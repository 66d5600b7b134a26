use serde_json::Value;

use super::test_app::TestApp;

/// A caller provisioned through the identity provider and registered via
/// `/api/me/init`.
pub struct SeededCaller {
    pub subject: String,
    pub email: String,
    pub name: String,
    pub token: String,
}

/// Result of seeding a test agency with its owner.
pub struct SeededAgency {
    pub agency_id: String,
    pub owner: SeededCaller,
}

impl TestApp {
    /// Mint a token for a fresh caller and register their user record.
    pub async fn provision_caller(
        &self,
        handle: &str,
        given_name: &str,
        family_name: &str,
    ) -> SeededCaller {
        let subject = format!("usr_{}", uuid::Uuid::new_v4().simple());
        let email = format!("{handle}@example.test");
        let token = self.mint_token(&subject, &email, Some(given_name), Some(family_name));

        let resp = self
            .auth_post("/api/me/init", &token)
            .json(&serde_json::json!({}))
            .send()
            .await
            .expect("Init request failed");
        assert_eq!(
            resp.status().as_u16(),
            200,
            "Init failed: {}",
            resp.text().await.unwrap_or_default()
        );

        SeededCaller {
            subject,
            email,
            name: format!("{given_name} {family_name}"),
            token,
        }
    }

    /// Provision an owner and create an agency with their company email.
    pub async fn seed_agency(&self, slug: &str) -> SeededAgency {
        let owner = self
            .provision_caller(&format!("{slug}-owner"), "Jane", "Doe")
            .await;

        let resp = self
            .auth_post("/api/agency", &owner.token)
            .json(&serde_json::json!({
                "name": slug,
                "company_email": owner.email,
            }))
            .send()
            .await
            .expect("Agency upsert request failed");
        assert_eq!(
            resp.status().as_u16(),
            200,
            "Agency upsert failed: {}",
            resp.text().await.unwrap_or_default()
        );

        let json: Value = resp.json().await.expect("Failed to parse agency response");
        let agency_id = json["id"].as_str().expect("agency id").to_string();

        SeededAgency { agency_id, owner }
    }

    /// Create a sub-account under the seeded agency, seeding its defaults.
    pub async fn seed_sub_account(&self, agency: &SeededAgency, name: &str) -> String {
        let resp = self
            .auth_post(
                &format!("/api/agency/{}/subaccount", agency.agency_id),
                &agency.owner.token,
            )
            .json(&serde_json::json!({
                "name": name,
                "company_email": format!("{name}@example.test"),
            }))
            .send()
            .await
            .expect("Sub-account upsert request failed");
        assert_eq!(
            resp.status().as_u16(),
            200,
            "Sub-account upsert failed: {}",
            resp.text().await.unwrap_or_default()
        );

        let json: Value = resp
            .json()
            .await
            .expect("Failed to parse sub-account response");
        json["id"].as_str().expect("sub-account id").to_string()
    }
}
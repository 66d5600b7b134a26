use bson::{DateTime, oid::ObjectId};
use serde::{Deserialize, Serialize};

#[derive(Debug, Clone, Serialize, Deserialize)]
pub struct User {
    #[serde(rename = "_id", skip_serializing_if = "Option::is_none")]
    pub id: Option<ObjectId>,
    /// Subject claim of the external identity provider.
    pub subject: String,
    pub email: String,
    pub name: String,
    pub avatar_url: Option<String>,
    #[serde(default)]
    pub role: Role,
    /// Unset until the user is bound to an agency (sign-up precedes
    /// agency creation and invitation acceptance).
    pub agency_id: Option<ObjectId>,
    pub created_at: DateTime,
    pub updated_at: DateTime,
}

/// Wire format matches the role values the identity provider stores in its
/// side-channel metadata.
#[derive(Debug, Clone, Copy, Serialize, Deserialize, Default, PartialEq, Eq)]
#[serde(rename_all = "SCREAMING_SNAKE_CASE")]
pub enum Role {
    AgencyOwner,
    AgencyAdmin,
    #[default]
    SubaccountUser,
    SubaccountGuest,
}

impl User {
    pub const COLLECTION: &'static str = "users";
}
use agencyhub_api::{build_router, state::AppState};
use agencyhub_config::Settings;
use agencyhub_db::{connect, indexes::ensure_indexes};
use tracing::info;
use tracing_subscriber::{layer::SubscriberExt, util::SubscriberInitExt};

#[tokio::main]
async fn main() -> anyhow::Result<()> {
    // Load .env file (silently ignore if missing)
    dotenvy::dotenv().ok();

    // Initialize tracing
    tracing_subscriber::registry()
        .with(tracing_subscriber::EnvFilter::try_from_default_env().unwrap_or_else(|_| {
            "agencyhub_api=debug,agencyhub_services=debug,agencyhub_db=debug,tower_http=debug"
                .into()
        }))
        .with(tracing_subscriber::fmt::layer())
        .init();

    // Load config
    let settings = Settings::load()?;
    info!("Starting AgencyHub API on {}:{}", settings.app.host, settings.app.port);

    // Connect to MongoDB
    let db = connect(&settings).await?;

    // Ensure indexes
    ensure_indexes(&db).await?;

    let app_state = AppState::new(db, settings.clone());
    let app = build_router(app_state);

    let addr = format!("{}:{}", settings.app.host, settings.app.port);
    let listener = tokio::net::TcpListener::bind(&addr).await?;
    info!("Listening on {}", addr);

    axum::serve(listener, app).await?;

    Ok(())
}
■ ■ ■ ■
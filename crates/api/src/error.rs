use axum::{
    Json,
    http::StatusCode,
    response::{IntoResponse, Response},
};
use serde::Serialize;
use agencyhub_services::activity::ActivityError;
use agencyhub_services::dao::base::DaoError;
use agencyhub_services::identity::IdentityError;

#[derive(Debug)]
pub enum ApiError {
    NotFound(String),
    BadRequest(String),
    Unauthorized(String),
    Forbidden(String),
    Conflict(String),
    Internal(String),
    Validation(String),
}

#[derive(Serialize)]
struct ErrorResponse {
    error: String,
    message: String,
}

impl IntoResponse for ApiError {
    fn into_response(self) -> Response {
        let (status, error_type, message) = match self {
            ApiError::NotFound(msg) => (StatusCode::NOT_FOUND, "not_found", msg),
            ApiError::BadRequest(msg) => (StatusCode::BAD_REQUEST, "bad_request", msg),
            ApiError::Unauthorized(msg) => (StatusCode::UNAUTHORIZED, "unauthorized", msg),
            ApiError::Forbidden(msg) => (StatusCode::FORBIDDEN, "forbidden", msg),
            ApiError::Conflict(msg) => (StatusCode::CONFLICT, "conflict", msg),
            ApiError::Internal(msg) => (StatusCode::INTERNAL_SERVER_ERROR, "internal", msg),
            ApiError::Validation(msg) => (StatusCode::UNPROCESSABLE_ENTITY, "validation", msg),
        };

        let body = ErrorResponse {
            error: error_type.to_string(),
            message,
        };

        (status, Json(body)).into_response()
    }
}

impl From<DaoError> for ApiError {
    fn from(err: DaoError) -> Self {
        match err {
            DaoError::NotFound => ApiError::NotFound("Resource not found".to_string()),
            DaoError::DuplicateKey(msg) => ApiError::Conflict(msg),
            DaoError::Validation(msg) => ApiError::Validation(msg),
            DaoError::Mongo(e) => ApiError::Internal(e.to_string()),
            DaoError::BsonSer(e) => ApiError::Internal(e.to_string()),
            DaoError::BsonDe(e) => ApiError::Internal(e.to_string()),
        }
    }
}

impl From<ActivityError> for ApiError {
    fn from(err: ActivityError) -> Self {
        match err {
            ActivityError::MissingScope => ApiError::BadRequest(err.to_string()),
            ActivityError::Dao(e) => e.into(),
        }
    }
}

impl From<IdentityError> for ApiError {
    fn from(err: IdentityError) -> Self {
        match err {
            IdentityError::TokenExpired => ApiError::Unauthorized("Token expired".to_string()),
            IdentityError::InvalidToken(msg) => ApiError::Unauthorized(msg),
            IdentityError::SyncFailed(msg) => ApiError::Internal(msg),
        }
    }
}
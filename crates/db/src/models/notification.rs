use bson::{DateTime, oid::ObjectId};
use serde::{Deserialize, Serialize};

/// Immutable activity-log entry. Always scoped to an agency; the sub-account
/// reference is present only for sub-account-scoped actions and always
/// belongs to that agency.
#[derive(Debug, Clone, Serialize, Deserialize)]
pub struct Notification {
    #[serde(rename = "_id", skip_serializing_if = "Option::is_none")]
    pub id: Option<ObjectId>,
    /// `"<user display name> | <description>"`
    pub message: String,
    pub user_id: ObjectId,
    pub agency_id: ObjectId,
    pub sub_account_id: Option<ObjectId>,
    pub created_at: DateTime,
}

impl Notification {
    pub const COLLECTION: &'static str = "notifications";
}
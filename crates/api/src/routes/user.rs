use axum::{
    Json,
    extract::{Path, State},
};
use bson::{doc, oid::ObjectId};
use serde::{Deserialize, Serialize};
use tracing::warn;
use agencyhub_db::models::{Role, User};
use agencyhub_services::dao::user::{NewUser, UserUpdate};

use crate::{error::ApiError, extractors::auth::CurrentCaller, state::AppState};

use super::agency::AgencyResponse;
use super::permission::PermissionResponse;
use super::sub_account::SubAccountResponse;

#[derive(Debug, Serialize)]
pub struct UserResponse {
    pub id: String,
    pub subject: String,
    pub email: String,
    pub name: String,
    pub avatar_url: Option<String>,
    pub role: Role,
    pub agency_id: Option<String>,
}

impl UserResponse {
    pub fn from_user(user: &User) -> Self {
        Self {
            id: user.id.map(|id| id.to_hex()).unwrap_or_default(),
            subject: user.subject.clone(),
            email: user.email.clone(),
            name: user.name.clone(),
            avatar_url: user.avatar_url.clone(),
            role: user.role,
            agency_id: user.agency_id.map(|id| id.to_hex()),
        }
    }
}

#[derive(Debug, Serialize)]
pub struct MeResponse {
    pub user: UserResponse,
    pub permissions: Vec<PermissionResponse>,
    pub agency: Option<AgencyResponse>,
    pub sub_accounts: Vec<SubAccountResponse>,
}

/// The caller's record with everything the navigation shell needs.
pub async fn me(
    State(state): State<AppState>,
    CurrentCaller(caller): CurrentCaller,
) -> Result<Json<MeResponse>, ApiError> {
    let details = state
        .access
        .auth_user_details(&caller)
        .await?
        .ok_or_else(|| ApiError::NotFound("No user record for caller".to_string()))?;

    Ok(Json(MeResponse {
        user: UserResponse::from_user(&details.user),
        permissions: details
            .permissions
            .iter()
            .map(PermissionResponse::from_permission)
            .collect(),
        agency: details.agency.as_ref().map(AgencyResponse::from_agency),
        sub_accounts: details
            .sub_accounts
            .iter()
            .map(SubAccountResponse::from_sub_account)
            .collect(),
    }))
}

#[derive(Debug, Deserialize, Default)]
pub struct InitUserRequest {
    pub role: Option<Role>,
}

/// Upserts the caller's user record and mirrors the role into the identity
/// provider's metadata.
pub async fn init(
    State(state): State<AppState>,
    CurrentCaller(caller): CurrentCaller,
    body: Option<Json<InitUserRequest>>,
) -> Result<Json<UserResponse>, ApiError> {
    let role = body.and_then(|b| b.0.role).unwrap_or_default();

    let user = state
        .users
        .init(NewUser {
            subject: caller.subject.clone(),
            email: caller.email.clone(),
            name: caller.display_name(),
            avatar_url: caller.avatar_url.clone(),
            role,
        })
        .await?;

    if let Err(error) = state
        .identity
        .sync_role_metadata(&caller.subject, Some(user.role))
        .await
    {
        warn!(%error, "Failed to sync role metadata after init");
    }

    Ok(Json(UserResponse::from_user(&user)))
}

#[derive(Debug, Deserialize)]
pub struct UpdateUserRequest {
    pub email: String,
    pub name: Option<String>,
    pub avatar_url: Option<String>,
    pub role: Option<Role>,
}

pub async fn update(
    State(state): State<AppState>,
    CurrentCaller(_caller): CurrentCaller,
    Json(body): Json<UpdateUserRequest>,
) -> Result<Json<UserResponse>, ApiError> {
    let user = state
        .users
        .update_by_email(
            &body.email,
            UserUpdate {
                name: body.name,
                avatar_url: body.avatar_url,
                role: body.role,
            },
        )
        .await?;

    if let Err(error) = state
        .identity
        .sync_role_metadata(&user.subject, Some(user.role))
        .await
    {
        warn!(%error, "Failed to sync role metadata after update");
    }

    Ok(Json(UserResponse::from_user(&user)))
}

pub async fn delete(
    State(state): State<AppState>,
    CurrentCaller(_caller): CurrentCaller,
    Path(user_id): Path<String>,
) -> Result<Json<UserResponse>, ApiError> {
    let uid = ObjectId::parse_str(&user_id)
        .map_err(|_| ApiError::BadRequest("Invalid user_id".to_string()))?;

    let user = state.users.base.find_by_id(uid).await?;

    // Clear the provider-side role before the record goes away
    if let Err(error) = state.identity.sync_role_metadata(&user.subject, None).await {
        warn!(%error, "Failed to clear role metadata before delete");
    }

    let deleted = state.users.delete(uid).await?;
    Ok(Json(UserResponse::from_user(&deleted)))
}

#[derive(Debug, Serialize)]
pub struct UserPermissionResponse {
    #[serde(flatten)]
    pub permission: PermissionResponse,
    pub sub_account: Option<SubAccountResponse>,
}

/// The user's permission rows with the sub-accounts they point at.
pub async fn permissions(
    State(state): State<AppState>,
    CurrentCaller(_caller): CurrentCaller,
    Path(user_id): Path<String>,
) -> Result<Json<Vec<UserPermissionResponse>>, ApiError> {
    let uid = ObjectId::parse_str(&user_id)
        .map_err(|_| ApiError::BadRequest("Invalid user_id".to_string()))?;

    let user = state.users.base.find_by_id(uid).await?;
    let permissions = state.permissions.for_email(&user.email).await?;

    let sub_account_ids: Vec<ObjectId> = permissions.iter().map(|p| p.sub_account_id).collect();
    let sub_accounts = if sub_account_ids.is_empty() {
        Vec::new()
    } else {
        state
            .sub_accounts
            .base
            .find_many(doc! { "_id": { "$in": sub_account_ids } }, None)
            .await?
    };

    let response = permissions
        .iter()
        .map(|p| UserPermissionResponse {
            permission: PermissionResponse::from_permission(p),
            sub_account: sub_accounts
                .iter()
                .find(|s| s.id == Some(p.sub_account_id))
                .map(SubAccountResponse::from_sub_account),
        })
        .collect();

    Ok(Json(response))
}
■ ■ ■ ■
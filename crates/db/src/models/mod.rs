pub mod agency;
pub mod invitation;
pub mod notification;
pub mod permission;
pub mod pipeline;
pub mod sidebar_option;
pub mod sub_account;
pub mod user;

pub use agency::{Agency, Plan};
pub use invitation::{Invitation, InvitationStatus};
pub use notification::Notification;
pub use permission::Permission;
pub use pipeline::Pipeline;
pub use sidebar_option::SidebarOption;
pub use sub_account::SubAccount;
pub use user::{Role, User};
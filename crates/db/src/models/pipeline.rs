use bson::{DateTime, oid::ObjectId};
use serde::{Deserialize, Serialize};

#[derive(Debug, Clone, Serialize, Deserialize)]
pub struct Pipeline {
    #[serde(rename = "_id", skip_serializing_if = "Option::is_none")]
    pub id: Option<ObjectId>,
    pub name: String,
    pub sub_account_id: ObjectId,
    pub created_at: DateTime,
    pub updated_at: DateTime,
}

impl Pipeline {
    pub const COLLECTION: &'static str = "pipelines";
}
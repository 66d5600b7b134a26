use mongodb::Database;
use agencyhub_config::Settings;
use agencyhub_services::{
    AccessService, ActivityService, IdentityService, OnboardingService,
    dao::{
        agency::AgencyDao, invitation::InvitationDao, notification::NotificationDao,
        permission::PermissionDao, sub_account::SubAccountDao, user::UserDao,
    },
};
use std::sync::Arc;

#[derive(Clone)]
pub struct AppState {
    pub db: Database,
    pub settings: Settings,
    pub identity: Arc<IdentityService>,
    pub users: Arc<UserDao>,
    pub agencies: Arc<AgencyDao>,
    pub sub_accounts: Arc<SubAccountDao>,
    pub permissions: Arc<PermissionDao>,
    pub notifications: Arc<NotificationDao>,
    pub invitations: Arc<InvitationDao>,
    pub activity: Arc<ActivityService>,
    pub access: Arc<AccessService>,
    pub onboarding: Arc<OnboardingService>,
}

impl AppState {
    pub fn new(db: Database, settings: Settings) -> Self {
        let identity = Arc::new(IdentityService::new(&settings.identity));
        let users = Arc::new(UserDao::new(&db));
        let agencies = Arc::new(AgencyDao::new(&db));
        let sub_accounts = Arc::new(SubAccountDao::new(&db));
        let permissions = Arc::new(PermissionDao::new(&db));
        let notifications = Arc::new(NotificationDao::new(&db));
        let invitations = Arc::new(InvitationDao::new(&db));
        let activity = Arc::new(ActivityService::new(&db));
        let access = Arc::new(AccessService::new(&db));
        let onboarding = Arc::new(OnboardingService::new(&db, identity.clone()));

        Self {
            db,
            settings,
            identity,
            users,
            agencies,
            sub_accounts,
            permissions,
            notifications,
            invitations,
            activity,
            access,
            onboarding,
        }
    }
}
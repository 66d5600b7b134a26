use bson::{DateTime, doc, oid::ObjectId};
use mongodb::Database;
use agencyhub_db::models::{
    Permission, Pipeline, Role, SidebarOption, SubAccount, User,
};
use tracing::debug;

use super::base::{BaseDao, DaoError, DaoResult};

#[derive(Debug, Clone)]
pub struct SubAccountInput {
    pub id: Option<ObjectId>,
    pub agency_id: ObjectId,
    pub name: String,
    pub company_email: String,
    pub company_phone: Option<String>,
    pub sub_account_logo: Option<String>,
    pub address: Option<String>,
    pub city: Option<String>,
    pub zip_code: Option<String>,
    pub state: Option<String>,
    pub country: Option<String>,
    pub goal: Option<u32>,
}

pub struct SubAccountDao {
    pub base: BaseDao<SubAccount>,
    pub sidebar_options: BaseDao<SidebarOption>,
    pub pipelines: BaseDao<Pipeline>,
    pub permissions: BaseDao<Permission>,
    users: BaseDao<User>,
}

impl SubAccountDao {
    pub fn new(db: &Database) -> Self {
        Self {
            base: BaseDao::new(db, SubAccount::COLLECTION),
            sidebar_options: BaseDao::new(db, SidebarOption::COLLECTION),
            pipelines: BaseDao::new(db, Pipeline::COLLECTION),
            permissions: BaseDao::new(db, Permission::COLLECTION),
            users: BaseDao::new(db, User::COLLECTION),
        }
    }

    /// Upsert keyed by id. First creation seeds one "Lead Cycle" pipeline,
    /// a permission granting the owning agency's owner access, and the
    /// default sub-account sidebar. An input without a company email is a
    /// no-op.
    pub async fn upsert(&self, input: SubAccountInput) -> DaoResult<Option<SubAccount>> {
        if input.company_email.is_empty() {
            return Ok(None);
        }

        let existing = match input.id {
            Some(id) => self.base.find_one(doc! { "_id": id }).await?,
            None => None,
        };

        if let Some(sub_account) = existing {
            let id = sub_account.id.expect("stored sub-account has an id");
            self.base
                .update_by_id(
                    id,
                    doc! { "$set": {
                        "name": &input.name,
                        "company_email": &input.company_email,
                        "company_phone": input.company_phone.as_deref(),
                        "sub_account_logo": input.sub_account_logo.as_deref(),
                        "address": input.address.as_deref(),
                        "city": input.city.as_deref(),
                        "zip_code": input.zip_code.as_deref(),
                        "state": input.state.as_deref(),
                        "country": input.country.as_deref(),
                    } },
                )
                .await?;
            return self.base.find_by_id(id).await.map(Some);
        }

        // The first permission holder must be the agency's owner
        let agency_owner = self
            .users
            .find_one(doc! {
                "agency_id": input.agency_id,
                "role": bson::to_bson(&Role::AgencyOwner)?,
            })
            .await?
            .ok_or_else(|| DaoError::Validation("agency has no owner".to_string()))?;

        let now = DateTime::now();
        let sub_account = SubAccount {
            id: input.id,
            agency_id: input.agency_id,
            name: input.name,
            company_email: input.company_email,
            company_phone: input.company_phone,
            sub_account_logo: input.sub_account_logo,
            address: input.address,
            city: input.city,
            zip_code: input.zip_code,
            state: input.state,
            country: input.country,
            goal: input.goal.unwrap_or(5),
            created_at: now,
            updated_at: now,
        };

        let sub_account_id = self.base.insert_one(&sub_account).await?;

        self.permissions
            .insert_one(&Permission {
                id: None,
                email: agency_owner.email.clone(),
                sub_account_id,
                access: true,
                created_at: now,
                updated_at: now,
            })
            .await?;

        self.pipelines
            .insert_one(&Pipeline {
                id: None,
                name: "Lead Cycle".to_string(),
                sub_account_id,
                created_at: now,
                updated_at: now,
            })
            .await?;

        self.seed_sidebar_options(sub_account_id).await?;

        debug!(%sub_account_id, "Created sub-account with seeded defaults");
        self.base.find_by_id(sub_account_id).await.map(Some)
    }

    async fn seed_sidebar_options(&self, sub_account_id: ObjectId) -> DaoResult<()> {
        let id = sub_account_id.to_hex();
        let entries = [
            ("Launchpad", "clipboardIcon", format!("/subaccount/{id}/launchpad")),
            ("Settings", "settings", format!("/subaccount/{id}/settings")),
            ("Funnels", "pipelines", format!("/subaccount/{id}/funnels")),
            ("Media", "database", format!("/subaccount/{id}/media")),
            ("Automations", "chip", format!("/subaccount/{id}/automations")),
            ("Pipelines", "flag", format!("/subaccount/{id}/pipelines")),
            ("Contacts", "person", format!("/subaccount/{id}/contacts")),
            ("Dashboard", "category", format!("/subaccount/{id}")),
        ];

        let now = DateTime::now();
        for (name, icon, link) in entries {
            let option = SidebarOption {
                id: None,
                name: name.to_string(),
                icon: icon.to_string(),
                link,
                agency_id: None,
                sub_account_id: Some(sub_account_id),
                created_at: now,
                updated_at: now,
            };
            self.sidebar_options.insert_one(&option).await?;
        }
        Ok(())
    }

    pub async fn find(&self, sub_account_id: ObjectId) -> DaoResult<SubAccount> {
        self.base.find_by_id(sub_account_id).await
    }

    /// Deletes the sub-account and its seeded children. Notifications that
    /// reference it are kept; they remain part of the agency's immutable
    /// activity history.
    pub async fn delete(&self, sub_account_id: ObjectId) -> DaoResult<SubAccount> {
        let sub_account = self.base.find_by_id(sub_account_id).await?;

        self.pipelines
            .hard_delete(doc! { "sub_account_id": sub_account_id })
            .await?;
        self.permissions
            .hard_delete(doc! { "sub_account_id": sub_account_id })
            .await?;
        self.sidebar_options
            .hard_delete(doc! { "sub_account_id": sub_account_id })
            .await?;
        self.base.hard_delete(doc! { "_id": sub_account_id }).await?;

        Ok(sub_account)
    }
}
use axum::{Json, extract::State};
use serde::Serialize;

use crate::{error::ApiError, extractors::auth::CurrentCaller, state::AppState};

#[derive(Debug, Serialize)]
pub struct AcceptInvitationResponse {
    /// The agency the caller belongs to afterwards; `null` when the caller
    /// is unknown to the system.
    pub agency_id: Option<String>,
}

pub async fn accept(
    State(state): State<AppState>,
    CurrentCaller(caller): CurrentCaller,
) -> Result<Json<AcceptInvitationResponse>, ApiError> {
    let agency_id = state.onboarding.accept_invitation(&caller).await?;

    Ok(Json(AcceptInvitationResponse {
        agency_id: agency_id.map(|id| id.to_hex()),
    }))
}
■ ■ ■ ■
Supply the count of lines in the entries that contain the word "Lead", and nothing besides.

**Result of the exercise**:
2